Maurício Rands, que já foi advogado trabalhista do movimento sindical em outra época, acompanhou também o retrocesso do PT e da CUT e não vacilou em ser vanguarda na reforma da previdência que atingiu duramente os servidores públicos, hoje é o agente direto de Eduardo Campos no PT, que o lançou na disputa, com o intuito de intervir diretamente na prefeitura.

Rands cumpriu o lamentável papel de ter sido o relator da reforma da previdência, que acabou com a aposentadoria integral, com a isonomia de reajuste entre ativo e inativo e aumentou o tempo para a aposentadoria de milhares de trabalhadores. Também fez o serviço sujo de ser o chefe da tropa de choque que defendeu os deputados do PT envolvidos no escândalo do mensalão. Não se pode esquecer que Rands é um os defensores fiéis da privatização da COMPESA.


Pela Frente de Esquerda, com um programa socialista

Não basta ficarmos enojados diante desse espetáculo, nossas vidas (salários, empregos, direitos) estão em jogo se esses senhores se perpetuam no poder. A classe trabalhadora da cidade de Recife precisa entrar em cena e se definir por uma alternativa a tudo isso, no campo das lutas e das eleições também.

Nós, do Partido Socialista dos Trabalhadores Unificado (PSTU) aceitamos o desafio de desmascarar o governo de frente popular em Pernambuco e em Recife. Como já afirmamos, nosso compromisso é unicamente com trabalhadores. Afirmamos sem medo de errar que os governos de Dilma (PT), Eduardo Campos (PSB) e João da Costa (PT) estão a serviço dos grandes empresários, banqueiros, latifundiários e políticos corruptos. Chamamos os militantes sérios e honestos do PT a romperem com esse partido que nada mais tem a ver com suas origens.

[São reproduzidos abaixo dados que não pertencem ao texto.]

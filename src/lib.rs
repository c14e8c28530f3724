//! # rpclink - A JSON-RPC over HTTP client
//!
//! rpclink sends single or batched JSON-RPC 2.0 calls to a remote node over
//! HTTP POST. It assigns and correlates call ids, hands batch results back in
//! submission order, retries rate-limited exchanges with bounded backoff and
//! classifies every failure into a typed [`Error`].
//!
//! ## Quick Start
//!
//! ```no_run
//! use rpclink::Client;
//! use serde_json::json;
//! use std::time::Duration;
//!
//! #[tokio::main]
//! async fn main() -> Result<(), rpclink::Error> {
//!     let client = Client::builder()
//!         .url("https://rpc.example.com")?
//!         .timeout(Duration::from_secs(30))
//!         .build()?;
//!
//!     // One call
//!     let block = client.call("chain_getBlock", vec![json!(100)]).await?;
//!     println!("Block: {}", block);
//!
//!     // A batch, results come back in the order submitted
//!     let results = client
//!         .call_batch(vec![
//!             ("chain_getBlock", vec![json!(101)]),
//!             ("chain_getBlock", vec![json!(102)]),
//!         ])
//!         .await?;
//!     println!("Got {} blocks", results.len());
//!
//!     Ok(())
//! }
//! ```
//!
//! ## Features
//!
//! - **Id correlation** - Monotonic ids per client, batches reserve a consecutive block
//! - **Batch ordering** - Replies are matched to calls by id, whatever order the node answers in
//! - **Rate-limit retries** - HTTP 429 is retried honoring `Retry-After`, with capped exponential backoff
//! - **Typed errors** - Refused connections, timeouts, exhausted retries and node errors are distinct
//! - **Proxy aware** - Pooled or proxied transport chosen once from `HTTP(S)_PROXY` / `NO_PROXY`
//! - **Pluggable transport** - Swap the reqwest dispatcher for any [`Dispatcher`]
//! - **Structured logging** - Decisions are logged with `tracing`
//!
//! ## Error Handling
//!
//! ```no_run
//! use rpclink::{Client, Error};
//!
//! # async fn example() -> Result<(), Error> {
//! # let client = Client::builder().url("https://rpc.example.com")?.build()?;
//! match client.call("chain_getBlock", vec![]).await {
//!     Ok(block) => println!("Block: {}", block),
//!     Err(Error::Provider(e)) => eprintln!("Node error {}: {}", e.code, e.message),
//!     Err(Error::LimitExceeded { hostname, retry_after_seconds }) => {
//!         eprintln!("{} still throttling after retries ({}s)", hostname, retry_after_seconds);
//!     }
//!     Err(Error::ConnectionRefused { url }) => eprintln!("Nothing listening at {}", url),
//!     Err(e) => eprintln!("Other error: {}", e),
//! }
//! # Ok(())
//! # }
//! ```

pub mod batch;
pub mod classify;
mod client;
pub mod codec;
mod error;
mod observer;
pub mod proxy;
pub mod rate_limit;
pub mod retry;
pub mod transport;

pub use client::{Client, ClientBuilder, DEFAULT_USER_AGENT};
pub use codec::Call;
pub use error::{BoxError, Error, ErrorKind, ProviderError, Result, LIMIT_EXCEEDED_CODE};
pub use observer::RequestObserver;
pub use retry::RetryPolicy;
pub use transport::{Dispatcher, TransportError};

Achamos que tanto os representantes da velha direita (Mendonça do DEM, Henry do PMDB, Jungman do PPS) como os candidatos governistas (João da Costa e Maurício Rands do PT) fazem parte de um mesmo projeto de governar para os ricos e contra os trabalhadores.

Por isso, estamos apresentando o companheiro Jair Pedro como pré-candidato do partido à prefeitura do Recife. Jair é uma alternativa da classe trabalhadora, comprometido com as lutas populares e disposto a governar apenas para os trabalhadores e povo pobre da cidade.

Desde muito antes das eleições temos feito um insistente chamado aos partidos de oposição de esquerda no estado, especialmente ao psol, ao PCB e também ao PCR, para que formemos uma frente de esquerda. Uma frente que se expressasse nas eleições e nas lutas dos trabalhadores em Pernambuco. Uma frente de oposição de esquerda aos governos de Dilma, Eduardo e João da Costa; vinculada ao processo de reorganização do movimento sindical, estudantil e popular no estado como reflete hoje a CSP/CONLUTAS, com uma clara postura classista, um compromisso com a classe trabalhadora, suas lutas e reivindicações, sem qualquer relação ou apoio financeiro de setores patronais, ou com partidos de aluguel e da direita tradicional no estado.

Esse chamado está mais atual do que nunca.